Era gostoso conversar com o garoto-enxaqueca porque ele era cético e inteligente. E ainda tinha uma coisa na voz dele que descia muito, muito bem no meu ouvido. Como eu não trabalhava mais, resolvi passar meus dias no laboratório de áudio da faculdade, gravando jingles e spots para outros alunos em troca de maços de cigarro. Nos víamos quase que diariamente e garoto-enxaqueca passou a ser mais frequente na rodinha vegana, embora não conseguisse viver sem hambúrguer. Aderimos ao costume de andar de mãos dadas e fazer cafuné em locais públicos, embora não fôssemos além disso porque ele tinha uma namorada de 15 anos. As manifestações de carinho eram espontâneas porque nós gostávamos mesmo um do outro. Às vezes ele almoçava na minha casa e dormíamos juntos abraçados por meia hora. Minha mãe disse que não queria mais saber disso e passamos a almoçar na casa dele porque aquilo era muito bom para ser interrompido com convenções sociais e familiares. Sentíamos as almas amparadas reciprocamente. O amigo estranho virou meu confidente e ouviu litros e mais litros de declarações sobre o garoto-enxaqueca. O amigo estranho era bom nisso porque tínhamos a mesma forminha sentimental e foi assim que eu fiquei enroscada com esses dois: amigo estranho e garoto-enxaqueca.

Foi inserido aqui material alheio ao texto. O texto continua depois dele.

pub(crate) fn encode_stage(buffer: &PixelBuffer, plan: &RunPlan) -> EngineResult<Vec<u8>> {
    let started = Instant::now();
    let bytes = encoder::encode(buffer, plan.output_format, plan.quality_factor)?;
    tracing::debug!(
        target: "pixelgate::pipeline",
        stage = "encode",
        format = plan.output_format.as_str(),
        quality = plan.quality_factor,
        bytes_out = bytes.len(),
        elapsed_ms = started.elapsed().as_millis() as u64,
        "stage complete"
    );
    Ok(bytes)
}

pub(crate) fn build_result(
    artifact: Vec<u8>,
    dimensions: (u32, u32),
    source_len: usize,
    input_format: Option<ImageFormat>,
    plan: &RunPlan,
    recorder: MetricsRecorder,
) -> ProcessingResult {
    let source_bytes = source_len as u64;
    let output_bytes = artifact.len() as u64;
    let metrics = recorder.finalize(input_format, plan.output_format, source_bytes, output_bytes);
    ProcessingResult {
        artifact,
        mime_type: plan.output_format.mime_type(),
        width_px: dimensions.0,
        height_px: dimensions.1,
        source_bytes,
        output_bytes,
        metrics,
    }
}

/// One run of the pipeline, executed synchronously on the calling thread.
///
/// Wall-clock budgets are checked after each stage completes; a stage that ran
/// long fails the run with `ProcessingTimeout`.
#[derive(Clone, Debug)]
pub struct ProcessTask {
    pub source: SourceImage,
    pub request: ToolRequest,
    pub policy: TierPolicy,
    pub budget: StageBudget,
}

impl ProcessTask {
    /// Resolve the tier policy once from the entitlement flag.
    pub fn new(source: SourceImage, request: ToolRequest, is_unlocked: bool) -> Self {
        let policy = TierPolicy::resolve(is_unlocked, request.kind());
        Self::with_policy(source, request, policy)
    }

    pub fn with_policy(source: SourceImage, request: ToolRequest, policy: TierPolicy) -> Self {
        Self {
            source,
            request,
            policy,
            budget: StageBudget::default(),
        }
    }

    pub fn with_budget(mut self, budget: StageBudget) -> Self {
        self.budget = budget;
        self
    }

    pub fn execute(&self, progress: &mut dyn ProgressSink) -> EngineResult<ProcessingResult> {
        let span = tracing::debug_span!(
            target: "pixelgate::pipeline",
            "run",
            tool = self.request.kind().as_str(),
            tier = self.policy.tier.as_str()
        );
        let _enter = span.enter();

        let mut machine = StageMachine::default();
        let result = self.execute_stages(&mut machine, progress);
        if let Err(err) = &result {
            machine.fail();
            tracing::warn!(
                target: "pixelgate::pipeline",
                error = %err,
                code = err.category().code(),
                "run failed"
            );
        }
        result
    }

    fn execute_stages(
        &self,
        machine: &mut StageMachine,
        progress: &mut dyn ProgressSink,
    ) -> EngineResult<ProcessingResult> {
        let mut tracker = ProgressTracker::new(progress);
        let mut recorder = MetricsRecorder::new();
        let plan = RunPlan::prepare(self.request, self.policy)?;

        machine.advance(PipelineStage::Decoding)?;
        let started = Instant::now();
        let (buffer, input_format) = decode_stage(&self.source, &plan)?;
        self.budget.enforce(started, "decode")?;
        recorder.mark(PipelineStage::Decoding);
        tracker.complete(PipelineStage::Decoding);

        machine.advance(PipelineStage::Resampling)?;
        let started = Instant::now();
        let buffer = resample_stage(buffer, &plan)?;
        self.budget.enforce(started, "resample")?;
        recorder.mark(PipelineStage::Resampling);
        tracker.complete(PipelineStage::Resampling);

        machine.advance(PipelineStage::Transforming)?;
        let started = Instant::now();
        let buffer = transform_stage(buffer, &plan)?;
        self.budget.enforce(started, "transform")?;
        recorder.mark(PipelineStage::Transforming);
        tracker.complete(PipelineStage::Transforming);

        machine.advance(PipelineStage::Encoding)?;
        let started = Instant::now();
        let artifact = encode_stage(&buffer, &plan)?;
        self.budget.enforce(started, "encode")?;
        recorder.mark(PipelineStage::Encoding);
        tracker.complete(PipelineStage::Encoding);

        machine.advance(PipelineStage::Done)?;
        Ok(build_result(
            artifact,
            buffer.dimensions(),
            self.source.len(),
            Some(input_format),
            &plan,
            recorder,
        ))
    }
}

Meus sentimentos pelo garoto-enxaqueca aumentavam exponencialmente, mas o fato de ele continuar com sua namorada me impedia de fazer qualquer coisa. Meu coração começou a se espremer toda vez que ele pegava na minha mão porque eu queria dizer o quanto eu gostava daquilo. Queria que nossa história fosse maior e que nós não tivéssemos fronteiras ou despedidas. Esse sentimento começou a ficar insuportável e pesado, até que amigo estranho ordenou que eu fosse me declarar para o garoto-enxaqueca. E eu fui, às duas da madrugada de uma quinta-feira. De pijama.

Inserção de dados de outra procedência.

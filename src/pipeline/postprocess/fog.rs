//! Screen-space fog

use crate::backend::types::LoadStoreInfo;
use crate::error::MultipassResult;
use crate::render_graph::pass::*;
use crate::resources::AttachmentRole;

pub const FOG_VERTEX_SHADER: &str = "postprocessing/postprocessing.vert";
pub const FOG_FRAGMENT_SHADER: &str = "postprocessing/my_post.frag";

/// Sampler name of the depth input
pub const DEPTH_TEXTURE: &str = "DepthTexture";
/// Sampler name of the lit colour input
pub const COLOR_TEXTURE: &str = "ColorTexture";

/// Fog composited from depth and lit colour into the presentable image
pub fn fog_pass() -> MultipassResult<PassDefinition> {
    let depth = AttachmentRole::Depth.index();
    let color = AttachmentRole::PostInput.index();

    let subpass = SubpassSpec::new("fog", ShaderStages::new(FOG_VERTEX_SHADER, FOG_FRAGMENT_SHADER))
        .with_inputs(&[depth, color])
        .with_outputs(&[AttachmentRole::Presentable.index()])
        .bind_sampled_image(DEPTH_TEXTURE, depth)
        .bind_sampled_image(COLOR_TEXTURE, color);

    let load_store = [LoadStoreInfo::load_store(); 5];

    PassDefinition::new(
        PassRole::PostProcess,
        vec![subpass],
        load_store,
        crate::pipeline::gbuffer_clear_values(),
    )
}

Ele desceu e, sentados na calçada, conversamos. Abri a torneira e falei tudo, enquanto ele me olhava com uma cara confusa. “Eu não consigo mais ficar do seu lado, guardando esse negócio dentro de mim.” foi como eu terminei. Ele segurou minha mão e disse que sentia o mesmo e que eu poderia ficar tranquila. Então a gente se abraçou e eu fui pra casa pensando que a gente não tinha se beijado e que aquilo deveria ser culpa de uma conexão de almas muito transcendental.

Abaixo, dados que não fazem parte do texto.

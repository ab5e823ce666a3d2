//! Headless benchmark of the deferred multipass sample.
//!
//! Drives the sample over the recording backend and prints what each frame
//! recorded together with the paced frame time.
//!
//! ```bash
//! # Twelve geometry repetitions at 60 fps for 30 frames
//! cargo run --example headless_bench -- --geometry 12x --fps 60 --frames 30
//! ```

use std::time::Instant;

use clap::Parser;
use deferred_multipass::backend::dummy::{DummyDevice, DummySurface, RecordingRecorder};
use deferred_multipass::backend::{Extent2d, SurfaceProvider};
use deferred_multipass::scene::FixedAspectScene;
use deferred_multipass::{MultipassConfig, MultipassSample, OptionGroup, RuntimeState, Sample};

#[derive(Parser, Debug)]
#[command(
    name = "headless_bench",
    about = "Run the deferred multipass passes without a GPU"
)]
struct Args {
    /// Geometry pass repetitions
    #[arg(long, default_value = "1x", value_parser = ["1x", "4x", "8x", "12x"])]
    geometry: String,

    /// Lighting pass repetitions
    #[arg(long, default_value = "1x", value_parser = ["1x", "4x", "8x", "12x"])]
    lighting: String,

    /// Post-processing pass repetitions
    #[arg(long, default_value = "1x", value_parser = ["1x", "4x", "8x", "12x"])]
    post: String,

    /// Target frame rate
    #[arg(long, default_value = "20", value_parser = ["20", "30", "40", "60"])]
    fps: String,

    /// Number of frames to run
    #[arg(long, default_value = "10")]
    frames: u32,

    /// Surface width
    #[arg(long, default_value = "1280")]
    width: u32,

    /// Surface height
    #[arg(long, default_value = "720")]
    height: u32,
}

fn option_index(group: OptionGroup, label: &str) -> usize {
    group
        .options()
        .iter()
        .position(|option| *option == label)
        .unwrap_or_default()
}

fn main() -> Result<(), Box<dyn std::error::Error>> {
    env_logger::Builder::from_env(env_logger::Env::default().default_filter_or("info")).init();
    let args = Args::parse();

    let state = RuntimeState::new()
        .with_selection(
            OptionGroup::GeometryPassCount,
            option_index(OptionGroup::GeometryPassCount, &args.geometry),
        )
        .with_selection(
            OptionGroup::LightingPassCount,
            option_index(OptionGroup::LightingPassCount, &args.lighting),
        )
        .with_selection(
            OptionGroup::PostProcessingPassCount,
            option_index(OptionGroup::PostProcessingPassCount, &args.post),
        )
        .with_selection(OptionGroup::TargetFps, option_index(OptionGroup::TargetFps, &args.fps));

    let scene = FixedAspectScene {
        aspect_ratio: args.width as f32 / args.height.max(1) as f32,
    };
    let mut sample = MultipassSample::new(MultipassConfig::default(), Box::new(scene))?.with_state(state);

    let mut surface = DummySurface::new(Extent2d::new(args.width, args.height));
    let mut device = DummyDevice::new();
    sample.initialize(&mut surface)?;
    let image = surface.acquire_image()?;
    let mut target = sample.create_render_target(&mut device, image)?;

    let mut last = Instant::now();
    for frame in 0..args.frames {
        let mut recorder = RecordingRecorder::new();
        let measured = last.elapsed().as_secs_f32();
        let delta = sample.on_frame(measured)?;
        last = Instant::now();

        let stats = sample.render_frame(&mut recorder, &mut target, &mut surface)?;
        println!(
            "frame {frame:>4}: delta {:>7.2} ms | geometry {:>2} lighting {:>2} post {:>2} | draws {:>2} barriers {:>3} overlay {}",
            delta * 1000.0,
            stats.geometry.iterations,
            stats.lighting.iterations,
            stats.post_process.iterations,
            stats.draws(),
            stats.barriers(),
            stats.lighting.overlay_draws
        );
    }

    target.release(&mut device);
    log::info!("Presented {} frames", surface.presented().len());
    Ok(())
}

No dia seguinte ele não estava onde deveria estar. No outro, ele não estava como deveria estar. Garoto-enxaqueca ficou longe, me abandonando último frame do episódio final da temporada, com o coração na mão. Ele nunca me disse o que aconteceu, mas seja lá o que tenha sido, levou embora o que eu tinha no tanque reserva de felicidade. Enquanto isso, o gerente da minha conta ligava para minha mãe, informando que eu tinha um saldo negativo de aproximadamente mil reais no banco. Não se paga uma dívida de mil reais com cigarros. Fechei alguns projetos de produção de fotografia para recuperar a dignidade.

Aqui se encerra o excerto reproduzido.